Incidemment, il faut savoir et prendre en compte que Premier ministre du Québec avait précédemment déclaré qu’il n’agirait pas de la sorte car un reniement de la parole donnée encouragerait les citoyens et les citoyennes à développer encore plus de cynisme et de méfiance envers la classe politique!

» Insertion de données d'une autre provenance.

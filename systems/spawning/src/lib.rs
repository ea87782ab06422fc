#![deny(
    unsafe_code,
    missing_docs,
    dead_code,
    unused_results,
    non_snake_case,
    unreachable_pub
)]

//! Deterministic spawning system responsible for emitting creature spawn
//! commands during minion waves.

use std::time::Duration;

use face_arena_core::{Command, CreatureKind, Event, Phase, PlayArea};
use rand::{Rng, SeedableRng};
use rand_chacha::ChaCha8Rng;

/// Cumulative thresholds over a uniform `[0, 1)` draw; rolls past the last
/// entry spawn a dragon.
const SPAWN_TABLE: [(f32, CreatureKind); 6] = [
    (0.40, CreatureKind::Plain),
    (0.60, CreatureKind::Snowie),
    (0.75, CreatureKind::FireSpinner),
    (0.85, CreatureKind::Ghost),
    (0.92, CreatureKind::Skeleton),
    (0.98, CreatureKind::Caster),
];

/// Configuration parameters required to construct the spawning system.
#[derive(Clone, Copy, Debug)]
pub struct Config {
    spawn_interval: Duration,
    rng_seed: u64,
}

impl Config {
    /// Creates a new configuration using the provided spawn cadence and seed.
    #[must_use]
    pub const fn new(spawn_interval: Duration, rng_seed: u64) -> Self {
        Self {
            spawn_interval,
            rng_seed,
        }
    }
}

/// Pure system that deterministically emits spawn commands while minions are
/// active.
#[derive(Debug)]
pub struct Spawning {
    spawn_interval: Duration,
    accumulator: Duration,
    rng: ChaCha8Rng,
}

impl Spawning {
    /// Creates a new spawning system using the supplied configuration.
    #[must_use]
    pub fn new(config: Config) -> Self {
        Self {
            spawn_interval: config.spawn_interval,
            accumulator: Duration::ZERO,
            rng: ChaCha8Rng::seed_from_u64(config.rng_seed),
        }
    }

    /// Consumes events and the active phase to emit spawn commands.
    pub fn handle(
        &mut self,
        events: &[Event],
        phase: Phase,
        area: PlayArea,
        out: &mut Vec<Command>,
    ) {
        if phase != Phase::Minions {
            self.accumulator = Duration::ZERO;
            return;
        }

        if self.spawn_interval.is_zero() {
            return;
        }

        let mut accumulated = Duration::ZERO;
        for event in events {
            if let Event::TimeAdvanced { dt } = event {
                accumulated = accumulated.saturating_add(*dt);
            }
        }

        if accumulated.is_zero() {
            return;
        }

        self.accumulator = self.accumulator.saturating_add(accumulated);
        let spawn_attempts = self.resolve_spawn_attempts();

        for _ in 0..spawn_attempts {
            let kind = kind_for_roll(self.rng.gen::<f32>());
            let position = area.border_point(&mut self.rng, kind.radius());
            out.push(Command::SpawnCreature { kind, position });
        }
    }

    fn resolve_spawn_attempts(&mut self) -> usize {
        let mut attempts = 0;
        while self.accumulator >= self.spawn_interval {
            self.accumulator -= self.spawn_interval;
            attempts += 1;
        }
        attempts
    }
}

/// Maps a uniform `[0, 1)` roll onto the weighted creature distribution.
#[must_use]
pub fn kind_for_roll(roll: f32) -> CreatureKind {
    SPAWN_TABLE
        .iter()
        .find(|(threshold, _)| roll < *threshold)
        .map_or(CreatureKind::Dragon, |(_, kind)| *kind)
}

#[cfg(test)]
mod tests {
    use super::*;

    #[test]
    fn zero_interval_never_spawns() {
        let mut spawning = Spawning::new(Config::new(Duration::ZERO, 1));
        let mut commands = Vec::new();
        spawning.handle(
            &[Event::TimeAdvanced {
                dt: Duration::from_secs(10),
            }],
            Phase::Minions,
            PlayArea::default(),
            &mut commands,
        );

        assert!(commands.is_empty());
        assert!(spawning.accumulator.is_zero());
    }

    #[test]
    fn spawn_attempts_keep_the_remainder() {
        let mut spawning = Spawning::new(Config::new(Duration::from_millis(1500), 1));
        spawning.accumulator = Duration::from_millis(3200);

        assert_eq!(spawning.resolve_spawn_attempts(), 2);
        assert_eq!(spawning.accumulator, Duration::from_millis(200));
    }

    #[test]
    fn rolls_follow_cumulative_weights() {
        assert_eq!(kind_for_roll(0.0), CreatureKind::Plain);
        assert_eq!(kind_for_roll(0.39), CreatureKind::Plain);
        assert_eq!(kind_for_roll(0.40), CreatureKind::Snowie);
        assert_eq!(kind_for_roll(0.74), CreatureKind::FireSpinner);
        assert_eq!(kind_for_roll(0.80), CreatureKind::Ghost);
        assert_eq!(kind_for_roll(0.91), CreatureKind::Skeleton);
        assert_eq!(kind_for_roll(0.95), CreatureKind::Caster);
        assert_eq!(kind_for_roll(0.99), CreatureKind::Dragon);
    }
}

Les membres du Mouvement Démocratie Nouvelle confèrent au Code d’éthique et de déontologie des membres de l’Assemblée nationale, dont vous êtes la gardienne, une très grande importance et apprécieraient en conséquence, à la suite d’une enquête que vous mèneriez, que vous fassiez connaître publiquement vos vues sur la valeur qu’est « le respect de la parole donnée » par nos députés et celle qui porte sur leur obligation « de bienveillance, de droiture, de convenance, d’honnêteté, de sincérité  et de loyauté envers le peuple». En procédant à une telle enquête, l’occasion vous sera ainsi donnée de vous interroger – et de statuer au bénéfice de toute la population – sur la place que doivent occuper ces valeurs dans la société démocratique québécoise et dans le nécessaire maintien de la confiance des citoyens et citoyennes envers leurs dirigeants et leurs représentantes et représentantes élus.es.  Dans l’attente de votre réponse et au nom des membres du MDN, je vous transmets mes salutations cordiales.